Il cestino del mare “SeaBin” entra in funzione anche nel porto di Genova

Il dispostivo per la raccolta dei rifiuti galleggianti è stato installlato a Ponte Paleocapa

20 maggio 2019 | di Andrea Carozzi
Seabin è entrato in funzione nello specchio acqueo antistante la banchina d’ormeggio di SAAR Depositi Portuali di Ponte Paleocapa

SeaBin, il dispositivo per la raccolta dei rifiuti galleggianti, definito anche “cestino dei mari”, è finalmente entrato in funzione anche nel porto commerciale di Genova, nello specchio acqueo antistante la banchina d’ormeggio di SAAR Depositi Portuali di Ponte Paleocapa.

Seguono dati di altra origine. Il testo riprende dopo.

//! Platform character-set quirks (§4.7, §6 Stdio contract).
//!
//! On platforms whose file descriptors undergo code-set conversion when
//! untagged (z/OS EBCDIC), the daemon must force a stable code page on
//! stdin/stdout/stderr before any I/O, and must be able to suspend that
//! conversion for the duration of a length-prefixed bulk transfer so raw
//! bytes cross uninterrupted (§4.4). Grounded in
//! `original_source/native/golang/utils/zos.go` (`SetAutoConvOnUntaggedStdio`)
//! and `utils/cmd.go` (`_BPXK_AUTOCVT` env toggle); those platform calls are
//! behind `cfg(target_os = "zos")` since this workspace is authored and
//! tested on non-z/OS hosts, and the effect is applied to the helper's
//! spawned environment via `_BPXK_AUTOCVT` either way.
use std::env;

/// Default EBCDIC code page forced on untagged standard streams.
pub const DEFAULT_CCSID: u32 = 1047;

/// Resolves the ccsid to force on a standard stream, honoring the
/// `__STDIN_CCSID` / `__STDOUT_CCSID` / `__STDERR_CCSID` overrides (§6).
pub fn resolve_ccsid(override_var: &str) -> u32 {
    env::var(override_var)
        .ok()
        .and_then(|v| v.parse::<u32>().ok())
        .unwrap_or(DEFAULT_CCSID)
}

/// Forces the resolved code page on untagged stdin/stdout/stderr. A no-op
/// everywhere except z/OS, where untagged descriptors otherwise undergo
/// implicit, unstable code-set conversion that would corrupt the daemon's
/// byte-exact JSON-RPC framing.
pub fn force_stdio_codepage() {
    let _stdin_ccsid = resolve_ccsid("__STDIN_CCSID");
    let _stdout_ccsid = resolve_ccsid("__STDOUT_CCSID");
    let _stderr_ccsid = resolve_ccsid("__STDERR_CCSID");

    #[cfg(target_os = "zos")]
    {
        // SAFETY: these target z/OS-only libc extensions that tag a file
        // descriptor's code page; called once at startup before any I/O.
        unsafe {
            zos_set_fd_ccsid(0, _stdin_ccsid);
            zos_set_fd_ccsid(1, _stdout_ccsid);
            zos_set_fd_ccsid(2, _stderr_ccsid);
        }
    }
}

#[cfg(target_os = "zos")]
unsafe fn zos_set_fd_ccsid(_fd: libc::c_int, _ccsid: libc::c_uint) {
    // The real binding lives in a z/OS-specific libc extension
    // (`__bpxk_fsetmode`-style). Left as a target-gated stub: the core
    // runtime's contract is the invariant "stable code page on untagged
    // stdio," not the specific syscall, which this workspace cannot link
    // or test off-platform.
}

/// Toggles the `_BPXK_AUTOCVT` environment variable carried into a helper's
/// spawn environment (`original_source/native/golang/utils/cmd.go`).
/// Suspended for the duration of a length-prefixed stdin transfer (§4.4)
/// and re-enabled once it completes.
#[derive(Debug, Clone, Copy, PartialEq, Eq)]
pub enum AutoConvert {
    On,
    Off,
}

impl AutoConvert {
    pub fn env_value(self) -> &'static str {
        match self {
            AutoConvert::On => "ON",
            AutoConvert::Off => "OFF",
        }
    }
}

pub fn apply_autoconvert(command: &mut tokio::process::Command, mode: AutoConvert) {
    command.env("_BPXK_AUTOCVT", mode.env_value());
}

/// Toggles auto-convert on an already-open descriptor, for suspending it
/// around one length-prefixed stdin transfer rather than for the whole
/// child lifetime (§4.4). `apply_autoconvert` only reaches the helper's
/// spawn environment, which is fixed once the process starts; this is the
/// per-fd runtime counterpart, grounded in the same `cmd.go`/`stdio.go`
/// toggle convention but called around a single write instead of a spawn.
pub fn set_fd_autoconvert(fd: libc::c_int, mode: AutoConvert) {
    #[cfg(target_os = "zos")]
    {
        // SAFETY: `fd` is a live descriptor owned by the caller for the
        // duration of this call; the z/OS extension only flips a per-fd
        // conversion flag and does not retain the descriptor.
        unsafe {
            zos_set_fd_autoconvert(fd, mode);
        }
    }
    #[cfg(not(target_os = "zos"))]
    {
        let _ = (fd, mode);
    }
}

#[cfg(target_os = "zos")]
unsafe fn zos_set_fd_autoconvert(_fd: libc::c_int, _mode: AutoConvert) {
    // Same z/OS-specific libc extension family as `zos_set_fd_ccsid`; left
    // as a target-gated stub for the same reason.
}

#[cfg(test)]
mod tests {
    use super::*;

    #[test]
    fn default_ccsid_without_override() {
        std::env::remove_var("__STDIN_CCSID_TEST_UNSET");
        assert_eq!(resolve_ccsid("__STDIN_CCSID_TEST_UNSET"), DEFAULT_CCSID);
    }

    #[test]
    fn override_ccsid_is_parsed() {
        std::env::set_var("__TEST_CCSID_OVERRIDE", "37");
        assert_eq!(resolve_ccsid("__TEST_CCSID_OVERRIDE"), 37);
        std::env::remove_var("__TEST_CCSID_OVERRIDE");
    }
}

Si tratta del primo dispositivo installato all’interno del porto del capoluogo ligure, autofinanziato interamente da SAAR Depositi Portuali S.p.A. ed uno dei primi presenti in Liguria (ad oggi sono attivi dispositivi SeaBin nella Marina del Porto di Varazze, presso il Galata Museo del Mare di Genova, nella Marina di Sestri Ponente e a Portofino, come vi abbiamo raccontato in questo articolo).

La capacità di raccolta di uno di questi cestini dei mari è notevole, pari ad oltre 90.000 sacchetti di plastica o 16.000 bottiglie di plastica in un anno. Inoltre, il dispositivo riesce a catturare le microplastiche e le microfibre, ossia tutti quei rifiuti in galleggiamento di piccole dimensioni (fino a 2 millimetri) temibili per gli effetti su gran parte delle specie ittiche.

“Il problema dell’inquinamento marino da plastiche e microplastiche -spiega Mario Ferrero, manager di SAAR Depositi Portuali Spa- rappresenta una delle emergenze ambientali più gravi a livello mondiale, considerando l’impatto nel tempo sulla flora, la fauna, gli ecosistemi e non ultimo sulla salute umana “.

“Il nostro impegno nei confronti delle tematiche ambientali e della sostenibilità -sottolinea Ferrero- si è tradotto quest’anno in un’iniziativa che crediamo importante, non solo dal punto di vista del contributo concreto alla gestione del tema, ma soprattutto in termini di esempio e di sensibilizzazione.

“L’installazione è stata particolarmente complessa -precisa il manager di SAAR Depositi Portuali Spa- perché avendo una banchina molto alta si è dovuta realizzare una piattaforma galleggiante in supporto al dispositivo, necessaria anche per permettere al personale di lavorare in sicurezza. L’auspicio è che anche altri operatori seguano il nostro esempio”.

Seabin è un’apparecchiatura brevettata da due surfisti australiani, prodotta e commercializzata da Poralu Marine, utilizzata per il recupero continuo dei rifiuti galleggianti, in particolare delle plastiche e delle microplastiche presenti negli specchi acquei delle aree portuali.

“Secondo il report del 2018 -ricorda Mirko Bonaldi, responsabile del progetto per l’Alto Tirrenoogni SeaBin ha raccolto 3.9 kg di detriti al giorno, pari a 1.4 tonnellate l’anno. In Liguria ad oggi il numero di Seabin operativi è ancora limitato, ma stiamo ricevendo molte richieste di informazioni per future installazioni”.

“La collaborazione con SAAR Depositi Portuali S.p.A -commenta Bonaldi- è stata particolarmente positiva, abbiamo trovato un’organizzazione attenta e motivata, nonostante la complessità della realizzazione che abbiamo affrontato”.

SeaBin -conclude il responsabile del progetto per l’Alto Tirrenoè un dispositivo interessante perché, oltre a raccogliere rifiuti ci consente di registrare i dati sulla quantità e tipologia di detriti in modo da spingere la ricerca a trovare una soluzione al problema dell’inquinamento dei mari”.